The National Institute for Health and Care Excellence (NICE) has recommended funding for use of AstraZeneca’s Imfinzi (durvalumab) on the NHS via the Cancer Drugs Fund.

According to draft final guidance, the PD-L1 inhibitor will be made available on the NHS in England immediately, which is good news for patients with locally advanced unresectable non-small-cell lung cancer, who have already had platinum-based chemoradiation, as they will be likely to receive the immunotherapy treatment in its first year.

The drug works by helping the body’s immune system to find and attack cancer cells, blocking the PD-L1 protein which disguises cancer.

In clinical trials progression-free survival was found to be around two years with the treatment, versus six months for those without. Furthermore, the committee agreed that it was plausible that between 27% and 40% of people taking Imfinzi would have five years of progression-free survival.
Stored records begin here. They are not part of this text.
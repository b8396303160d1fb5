use std::fmt;

use super::resolve::{ColumnMap, Concept};

// ---------------------------------------------------------------------------
// CellValue – a single spreadsheet cell
// ---------------------------------------------------------------------------

/// A dynamically-typed cell value as read from a workbook sheet.
#[derive(Debug, Clone, PartialEq)]
pub enum CellValue {
    String(String),
    Integer(i64),
    Float(f64),
    Bool(bool),
    Empty,
}

impl fmt::Display for CellValue {
    fn fmt(&self, f: &mut fmt::Formatter<'_>) -> fmt::Result {
        match self {
            CellValue::String(s) => write!(f, "{s}"),
            CellValue::Integer(i) => write!(f, "{i}"),
            CellValue::Float(v) => write!(f, "{v}"),
            CellValue::Bool(b) => write!(f, "{b}"),
            CellValue::Empty => Ok(()),
        }
    }
}

impl CellValue {
    /// Coerce the value to `f64`.
    ///
    /// Numbers pass through, numeric-looking text is parsed, everything else
    /// (including NaN) is treated as missing.
    pub fn as_f64(&self) -> Option<f64> {
        let v = match self {
            CellValue::Float(v) => *v,
            CellValue::Integer(i) => *i as f64,
            CellValue::String(s) => s.trim().parse::<f64>().ok()?,
            CellValue::Bool(_) | CellValue::Empty => return None,
        };
        (!v.is_nan()).then_some(v)
    }

    /// Text form of the value, `None` for empty cells and blank strings.
    pub fn as_text(&self) -> Option<String> {
        match self {
            CellValue::Empty => None,
            CellValue::String(s) if s.trim().is_empty() => None,
            CellValue::String(s) => Some(s.trim().to_string()),
            other => Some(other.to_string()),
        }
    }

    pub fn is_empty(&self) -> bool {
        matches!(self, CellValue::Empty)
    }
}

// ---------------------------------------------------------------------------
// Table – one sheet of the workbook
// ---------------------------------------------------------------------------

/// Column-named rows of cells. Tables are never mutated once loaded;
/// filtering produces a new table.
#[derive(Debug, Clone, PartialEq)]
pub struct Table {
    /// Sheet name the table was read from.
    pub name: String,
    /// Column names in sheet order.
    pub columns: Vec<String>,
    /// Rows, each exactly `columns.len()` cells wide.
    pub rows: Vec<Vec<CellValue>>,
}

impl Table {
    pub fn new(name: impl Into<String>, columns: Vec<String>) -> Self {
        Table {
            name: name.into(),
            columns,
            rows: Vec::new(),
        }
    }

    /// Append a row, padding or truncating it to the column count.
    pub fn push_row(&mut self, mut row: Vec<CellValue>) {
        row.resize(self.columns.len(), CellValue::Empty);
        self.rows.push(row);
    }

    pub fn len(&self) -> usize {
        self.rows.len()
    }

    pub fn is_empty(&self) -> bool {
        self.rows.is_empty()
    }

    pub fn column_index(&self, column: &str) -> Option<usize> {
        self.columns.iter().position(|c| c == column)
    }

    pub fn value(&self, row: usize, column: &str) -> Option<&CellValue> {
        let idx = self.column_index(column)?;
        self.rows.get(row)?.get(idx)
    }

    pub fn numeric(&self, row: usize, column: &str) -> Option<f64> {
        self.value(row, column)?.as_f64()
    }

    pub fn text(&self, row: usize, column: &str) -> Option<String> {
        self.value(row, column)?.as_text()
    }

    /// Every numeric value of a column, skipping missing cells.
    pub fn numeric_values(&self, column: &str) -> Vec<f64> {
        let Some(idx) = self.column_index(column) else {
            return Vec::new();
        };
        self.rows
            .iter()
            .filter_map(|r| r.get(idx).and_then(CellValue::as_f64))
            .collect()
    }

    /// Copy of the table keeping only rows for which `keep(row_index)` holds,
    /// in original order.
    pub fn select_rows(&self, mut keep: impl FnMut(usize) -> bool) -> Table {
        Table {
            name: self.name.clone(),
            columns: self.columns.clone(),
            rows: self
                .rows
                .iter()
                .enumerate()
                .filter(|(i, _)| keep(*i))
                .map(|(_, r)| r.clone())
                .collect(),
        }
    }
}

// ---------------------------------------------------------------------------
// Typed record views
// ---------------------------------------------------------------------------

/// One province row with its numeric measures.
#[derive(Debug, Clone, PartialEq)]
pub struct ProvinceRecord {
    pub name: String,
    /// Numeric measures in column order, missing values skipped.
    pub measures: Vec<(String, f64)>,
    pub latitude: Option<f64>,
    pub longitude: Option<f64>,
}

impl ProvinceRecord {
    /// Build the record for `row`, or `None` when the province name is blank
    /// or the province column cannot be resolved.
    pub fn from_row(table: &Table, columns: &ColumnMap, row: usize) -> Option<Self> {
        let name_col = columns.get(Concept::Province)?;
        let name = table.text(row, name_col)?;
        let measures = table
            .columns
            .iter()
            .filter(|c| c.as_str() != name_col)
            .filter_map(|c| table.numeric(row, c).map(|v| (c.clone(), v)))
            .collect();
        let coord = |concept| columns.get(concept).and_then(|c| table.numeric(row, c));
        Some(ProvinceRecord {
            name,
            measures,
            latitude: coord(Concept::Latitude),
            longitude: coord(Concept::Longitude),
        })
    }

    pub fn measure(&self, column: &str) -> Option<f64> {
        self.measures
            .iter()
            .find(|(c, _)| c == column)
            .map(|(_, v)| *v)
    }
}

/// One regency/city row of the regency table.
#[derive(Debug, Clone, PartialEq)]
pub struct RegencyRecord {
    pub province: String,
    pub name: String,
    pub poverty: f64,
}

/// Male/female labour-force participation for one province.
#[derive(Debug, Clone, PartialEq)]
pub struct LaborParticipationRecord {
    pub province: String,
    pub male: f64,
    pub female: f64,
}

// ---------------------------------------------------------------------------
// Dataset – the complete loaded workbook
// ---------------------------------------------------------------------------

/// The three tables of a successful load with their resolved columns.
#[derive(Debug, Clone, PartialEq)]
pub struct Dataset {
    pub provinces: Table,
    pub regencies: Table,
    pub labor: Table,
    pub province_columns: ColumnMap,
    pub regency_columns: ColumnMap,
    pub labor_columns: ColumnMap,
}

impl Dataset {
    pub fn new(provinces: Table, regencies: Table, labor: Table) -> Self {
        Dataset {
            province_columns: ColumnMap::resolve_all(&provinces.columns),
            regency_columns: ColumnMap::resolve_all(&regencies.columns),
            labor_columns: ColumnMap::resolve_all(&labor.columns),
            provinces,
            regencies,
            labor,
        }
    }

    /// Province names of the full province table, in row order.
    pub fn province_names(&self) -> Vec<String> {
        let Some(col) = self.province_columns.get(Concept::Province) else {
            return Vec::new();
        };
        (0..self.provinces.len())
            .filter_map(|row| self.provinces.text(row, col))
            .collect()
    }
}

#[cfg(test)]
mod tests {
    use super::*;

    fn table() -> Table {
        let mut t = Table::new(
            "DATA_PROVINSI",
            vec!["PROVINSI".into(), "LAT".into(), "LON".into(), "TPT (%)".into()],
        );
        t.push_row(vec![
            CellValue::String("ACEH".into()),
            CellValue::Float(4.7),
            CellValue::Float(96.7),
            CellValue::String("5.75".into()),
        ]);
        t.push_row(vec![CellValue::String("BALI".into())]);
        t
    }

    #[test]
    fn coerces_numeric_text_and_rejects_rest() {
        assert_eq!(CellValue::String(" 12.5 ".into()).as_f64(), Some(12.5));
        assert_eq!(CellValue::String("n/a".into()).as_f64(), None);
        assert_eq!(CellValue::Float(f64::NAN).as_f64(), None);
        assert_eq!(CellValue::Bool(true).as_f64(), None);
        assert_eq!(CellValue::Integer(3).as_f64(), Some(3.0));
    }

    #[test]
    fn short_rows_are_padded() {
        let t = table();
        assert_eq!(t.rows[1].len(), 4);
        assert!(t.value(1, "LAT").is_some_and(CellValue::is_empty));
    }

    #[test]
    fn select_rows_copies_in_order() {
        let t = table();
        let kept = t.select_rows(|i| i == 1);
        assert_eq!(kept.len(), 1);
        assert_eq!(kept.text(0, "PROVINSI").as_deref(), Some("BALI"));
        assert_eq!(t.len(), 2);
    }

    #[test]
    fn province_record_collects_measures() {
        let t = table();
        let columns = ColumnMap::resolve_all(&t.columns);
        let rec = ProvinceRecord::from_row(&t, &columns, 0).expect("record");
        assert_eq!(rec.name, "ACEH");
        assert_eq!(rec.latitude, Some(4.7));
        assert_eq!(rec.longitude, Some(96.7));
        assert_eq!(rec.measure("TPT (%)"), Some(5.75));

        let bare = ProvinceRecord::from_row(&t, &columns, 1).expect("record");
        assert!(bare.measures.is_empty());
        assert_eq!(bare.latitude, None);
    }
}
Dr Fiona McDonald, a consultant clinical oncologist at The Royal Marsden NHS Foundation Trust, who advised the committee on this topic, said: “This decision marks the biggest advance we’ve seen for a number of years in treating locally advanced non-small cell lung cancer. For our patients it’s fantastic news; I expect to see an immediate impact on clinical practice, and for this treatment to become the standard of care for eligible patients.
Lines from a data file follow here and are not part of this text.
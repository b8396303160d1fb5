use std::collections::{BTreeSet, HashMap};
use std::path::{Path, PathBuf};
use std::sync::Arc;

use calamine::{open_workbook_auto, Data, Range, Reader};
use thiserror::Error;

use super::model::{CellValue, Dataset, Table};
use super::resolve::Concept;

/// Sheet holding one row per province.
pub const PROVINCE_SHEET: &str = "DATA_PROVINSI";
/// Sheet holding poverty per regency/city.
pub const REGENCY_SHEET: &str = "KEMISKINAN_KABKOTA";
/// Sheet holding labour-force participation by sex.
pub const LABOR_SHEET: &str = "TPAK_JENISKELAMIN";

// ---------------------------------------------------------------------------
// Errors
// ---------------------------------------------------------------------------

/// Why a workbook could not be turned into a [`Dataset`].
#[derive(Debug, Clone, PartialEq, Error)]
pub enum LoadError {
    #[error("source not found: {}", .0.display())]
    SourceNotFound(PathBuf),
    #[error("sheet error: {0}")]
    Sheet(String),
    #[error("province data empty")]
    EmptyProvinceData,
    #[error("load error: {0}")]
    Load(String),
}

pub type LoadResult = Result<Arc<Dataset>, LoadError>;

// ---------------------------------------------------------------------------
// Public entry-point
// ---------------------------------------------------------------------------

/// Read the three dashboard sheets from a workbook.
///
/// Any format calamine understands works (`.xlsx`, `.xlsm`, `.xls`, `.ods`).
/// The regency and labour sheets must exist but may be empty; the province
/// sheet must have at least one data row.
pub fn load(path: &Path) -> Result<Dataset, LoadError> {
    if !path.exists() {
        return Err(LoadError::SourceNotFound(path.to_path_buf()));
    }

    let mut workbook =
        open_workbook_auto(path).map_err(|e| LoadError::Load(e.to_string()))?;
    let sheet_names = workbook.sheet_names();

    let mut read_sheet = |name: &str| -> Result<Table, LoadError> {
        if !sheet_names.iter().any(|s| s == name) {
            return Err(LoadError::Sheet(format!(
                "worksheet '{name}' not found (available: {})",
                sheet_names.join(", ")
            )));
        }
        let range = workbook
            .worksheet_range(name)
            .map_err(|e| LoadError::Sheet(format!("worksheet '{name}': {e}")))?;
        Ok(range_to_table(name, &range))
    };

    let provinces = read_sheet(PROVINCE_SHEET)?;
    let regencies = read_sheet(REGENCY_SHEET)?;
    let labor = read_sheet(LABOR_SHEET)?;

    if provinces.is_empty() {
        return Err(LoadError::EmptyProvinceData);
    }

    let dataset = Dataset::new(provinces, regencies, labor);
    check_province_names(&dataset);
    log::info!(
        "Loaded {} provinces, {} regencies, {} labour rows from {}",
        dataset.provinces.len(),
        dataset.regencies.len(),
        dataset.labor.len(),
        path.display()
    );
    log::debug!("Province columns: {:?}", dataset.provinces.columns);
    Ok(dataset)
}

// ---------------------------------------------------------------------------
// Load cache
// ---------------------------------------------------------------------------

/// Memoized loads keyed by source path.
///
/// The first request for a path reads the workbook; every later request gets
/// the stored outcome, success or failure, without touching the file.
#[derive(Debug, Default)]
pub struct LoadCache {
    entries: HashMap<PathBuf, LoadResult>,
}

impl LoadCache {
    pub fn get_or_load(&mut self, path: &Path) -> LoadResult {
        if let Some(hit) = self.entries.get(path) {
            log::debug!("Load cache hit for {}", path.display());
            return hit.clone();
        }
        let result = load(path).map(Arc::new);
        if let Err(e) = &result {
            log::error!("Failed to load {}: {e}", path.display());
        }
        self.entries.insert(path.to_path_buf(), result.clone());
        result
    }

    /// Forget the stored outcome for `path` so the next request re-reads it.
    pub fn invalidate(&mut self, path: &Path) {
        self.entries.remove(path);
    }
}

// ---------------------------------------------------------------------------
// Sheet conversion helpers
// ---------------------------------------------------------------------------

/// First row is the header; fully empty rows are dropped.
fn range_to_table(name: &str, range: &Range<Data>) -> Table {
    let mut rows = range.rows();
    let columns: Vec<String> = match rows.next() {
        Some(header) => header
            .iter()
            .enumerate()
            .map(|(i, cell)| match cell_to_value(cell).as_text() {
                Some(text) => text,
                None => format!("Unnamed: {i}"),
            })
            .collect(),
        None => return Table::new(name, Vec::new()),
    };

    let mut table = Table::new(name, columns);
    for row in rows {
        let values: Vec<CellValue> = row.iter().map(cell_to_value).collect();
        if values.iter().all(CellValue::is_empty) {
            continue;
        }
        table.push_row(values);
    }
    table
}

fn cell_to_value(cell: &Data) -> CellValue {
    match cell {
        Data::Int(i) => CellValue::Integer(*i),
        Data::Float(f) => CellValue::Float(*f),
        Data::String(s) => CellValue::String(s.clone()),
        Data::Bool(b) => CellValue::Bool(*b),
        Data::DateTime(dt) => CellValue::Float(dt.as_f64()),
        Data::DateTimeIso(s) | Data::DurationIso(s) => CellValue::String(s.clone()),
        Data::Error(_) | Data::Empty => CellValue::Empty,
    }
}

/// Province names should be present and unique; violations only degrade the
/// dashboard, so they are reported rather than rejected.
fn check_province_names(dataset: &Dataset) {
    let Some(col) = dataset.province_columns.get(Concept::Province) else {
        log::warn!(
            "{PROVINCE_SHEET} has no province column; columns are {:?}",
            dataset.provinces.columns
        );
        return;
    };
    let mut seen = BTreeSet::new();
    for row in 0..dataset.provinces.len() {
        match dataset.provinces.text(row, col) {
            Some(name) => {
                if !seen.insert(name.clone()) {
                    log::warn!("Duplicate province name '{name}' in {PROVINCE_SHEET}");
                }
            }
            None => log::warn!("Blank province name in {PROVINCE_SHEET} row {}", row + 2),
        }
    }
}

#[cfg(test)]
mod tests {
    use super::*;
    use crate::data::testutil::{write_workbook, FixtureCell, SheetFixture};

    fn sample_sheets() -> Vec<SheetFixture> {
        vec![
            SheetFixture::new(PROVINCE_SHEET, &["PROVINSI", "PENDUDUK_MISKIN", "TPT (%)"])
                .row_mixed(&["ACEH"], &[806.8, 5.75])
                .row_mixed(&["BALI"], &[176.9, 2.69]),
            SheetFixture::new(REGENCY_SHEET, &["PROVINSI", "KABUPATEN/KOTA", "KEMISKINAN"])
                .row_mixed(&["ACEH", "SIMEULUE"], &[17.6]),
            SheetFixture::new(LABOR_SHEET, &["PROVINSI", "LAKI-LAKI", "PEREMPUAN"]),
        ]
    }

    #[test]
    fn loads_all_three_sheets() {
        let (_dir, path) = write_workbook(&sample_sheets());
        let ds = load(&path).expect("load");
        assert_eq!(ds.provinces.len(), 2);
        assert_eq!(ds.regencies.len(), 1);
        assert!(ds.labor.is_empty());
        assert_eq!(ds.labor.columns, vec!["PROVINSI", "LAKI-LAKI", "PEREMPUAN"]);
        assert_eq!(ds.provinces.numeric(1, "PENDUDUK_MISKIN"), Some(176.9));
        assert_eq!(ds.province_names(), vec!["ACEH", "BALI"]);
    }

    #[test]
    fn blank_rows_skipped_and_blank_headers_named() {
        let mut sheets = sample_sheets();
        sheets[0] = SheetFixture::new(PROVINCE_SHEET, &["PROVINSI", "", "TPT (%)"])
            .row_mixed(&["ACEH"], &[1.0, 5.75])
            .row(vec![FixtureCell::Blank, FixtureCell::Blank, FixtureCell::Blank])
            .row(vec![
                FixtureCell::Text("BALI".into()),
                FixtureCell::Blank,
                FixtureCell::Number(2.69),
            ]);
        let (_dir, path) = write_workbook(&sheets);
        let ds = load(&path).expect("load");
        assert_eq!(ds.provinces.columns, vec!["PROVINSI", "Unnamed: 1", "TPT (%)"]);
        assert_eq!(ds.province_names(), vec!["ACEH", "BALI"]);
        assert_eq!(ds.provinces.numeric(1, "Unnamed: 1"), None);
    }

    #[test]
    fn missing_source_is_distinct_failure() {
        let dir = tempfile::tempdir().expect("tempdir");
        let path = dir.path().join("absent.xlsx");
        let err = load(&path).unwrap_err();
        assert_eq!(err, LoadError::SourceNotFound(path.clone()));
        assert!(err.to_string().starts_with("source not found: "));
    }

    #[test]
    fn missing_sheet_is_sheet_error() {
        let mut sheets = sample_sheets();
        sheets.pop();
        let (_dir, path) = write_workbook(&sheets);
        let err = load(&path).unwrap_err();
        assert!(matches!(err, LoadError::Sheet(ref d) if d.contains(LABOR_SHEET)));
        assert!(err.to_string().starts_with("sheet error: "));
    }

    #[test]
    fn header_only_province_sheet_is_empty_data() {
        let mut sheets = sample_sheets();
        sheets[0] = SheetFixture::new(PROVINCE_SHEET, &["PROVINSI", "PENDUDUK_MISKIN"]);
        let (_dir, path) = write_workbook(&sheets);
        assert_eq!(load(&path).unwrap_err(), LoadError::EmptyProvinceData);
    }

    #[test]
    fn corrupt_file_is_load_error() {
        let dir = tempfile::tempdir().expect("tempdir");
        let path = dir.path().join("broken.xlsx");
        std::fs::write(&path, b"definitely not a zip archive").expect("write");
        let err = load(&path).unwrap_err();
        assert!(matches!(err, LoadError::Load(_)));
        assert!(err.to_string().starts_with("load error: "));
    }

    #[test]
    fn cache_serves_second_call_without_reading() {
        let (_dir, path) = write_workbook(&sample_sheets());
        let mut cache = LoadCache::default();
        let first = cache.get_or_load(&path).expect("first load");
        std::fs::remove_file(&path).expect("remove");
        let second = cache.get_or_load(&path).expect("cached load");
        assert!(Arc::ptr_eq(&first, &second));
        assert_eq!(*first, *second);
    }

    #[test]
    fn cache_keeps_failures_until_invalidated() {
        let dir = tempfile::tempdir().expect("tempdir");
        let path = dir.path().join("later.xlsx");
        let mut cache = LoadCache::default();
        assert!(cache.get_or_load(&path).is_err());

        let (_src_dir, src) = write_workbook(&sample_sheets());
        std::fs::copy(&src, &path).expect("copy");
        assert!(cache.get_or_load(&path).is_err());

        cache.invalidate(&path);
        assert!(cache.get_or_load(&path).is_ok());
    }
}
“The trial on which the decision is made showed a step-change increase in survival rates and demonstrates a clear benefit of immunotherapy, given after the current standard of care, concurrent chemoradiation.”
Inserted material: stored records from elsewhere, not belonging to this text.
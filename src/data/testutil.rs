//! Workbook and table fixtures shared by the data-layer tests.

use std::path::PathBuf;

use rust_xlsxwriter::Workbook;
use tempfile::TempDir;

use super::model::{CellValue, Table};

#[derive(Debug, Clone)]
pub enum FixtureCell {
    Text(String),
    Number(f64),
    Blank,
}

/// One sheet to write: name, header row and data rows.
#[derive(Debug, Clone)]
pub struct SheetFixture {
    pub name: String,
    pub headers: Vec<String>,
    pub rows: Vec<Vec<FixtureCell>>,
}

impl SheetFixture {
    pub fn new(name: &str, headers: &[&str]) -> Self {
        SheetFixture {
            name: name.to_string(),
            headers: headers.iter().map(|h| h.to_string()).collect(),
            rows: Vec::new(),
        }
    }

    /// Add a row made of leading text cells followed by numeric cells.
    pub fn row_mixed(mut self, texts: &[&str], numbers: &[f64]) -> Self {
        let row = texts
            .iter()
            .map(|t| FixtureCell::Text(t.to_string()))
            .chain(numbers.iter().map(|&n| FixtureCell::Number(n)))
            .collect();
        self.rows.push(row);
        self
    }

    pub fn row(mut self, cells: Vec<FixtureCell>) -> Self {
        self.rows.push(cells);
        self
    }
}

/// Write the sheets to `dashboard.xlsx` inside a fresh temp dir.
/// The dir must outlive the returned path.
pub fn write_workbook(sheets: &[SheetFixture]) -> (TempDir, PathBuf) {
    let dir = tempfile::tempdir().expect("tempdir");
    let path = dir.path().join("dashboard.xlsx");
    let mut workbook = Workbook::new();
    for fixture in sheets {
        let sheet = workbook.add_worksheet();
        sheet.set_name(&fixture.name).expect("sheet name");
        for (c, h) in fixture.headers.iter().enumerate() {
            sheet.write_string(0, c as u16, h).expect("header");
        }
        for (r, row) in fixture.rows.iter().enumerate() {
            let r = r as u32 + 1;
            for (c, cell) in row.iter().enumerate() {
                let c = c as u16;
                match cell {
                    FixtureCell::Text(t) => {
                        sheet.write_string(r, c, t).expect("text cell");
                    }
                    FixtureCell::Number(n) => {
                        sheet.write_number(r, c, *n).expect("number cell");
                    }
                    FixtureCell::Blank => {}
                }
            }
        }
    }
    workbook.save(&path).expect("save workbook");
    (dir, path)
}

/// In-memory province table with a `PROVINSI` column followed by numeric
/// columns; `None` leaves a cell empty.
pub fn province_table<const N: usize>(
    measures: &[&str; N],
    rows: &[(&str, [Option<f64>; N])],
) -> Table {
    let mut columns = vec!["PROVINSI".to_string()];
    columns.extend(measures.iter().map(|m| m.to_string()));
    let mut table = Table::new("DATA_PROVINSI", columns);
    for (name, values) in rows {
        let mut row = vec![CellValue::String(name.to_string())];
        row.extend(values.iter().map(|v| match v {
            Some(v) => CellValue::Float(*v),
            None => CellValue::Empty,
        }));
        table.push_row(row);
    }
    table
}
A single 500mg vial has a list price of £2,466, but under its commercial agreement AstraZeneca will provide it to the NHS at a confidential discounted price.

The news comes at the same time as NICE publishes a final update of its clinical guideline on the diagnosis and management of lung cancer. Changes made since the guideline was last updated in 2011 include clearer recommendations on when brain imaging should be offered to spot if the cancer has spread, and on treatment options for people whose disease has spread to the lymph nodes.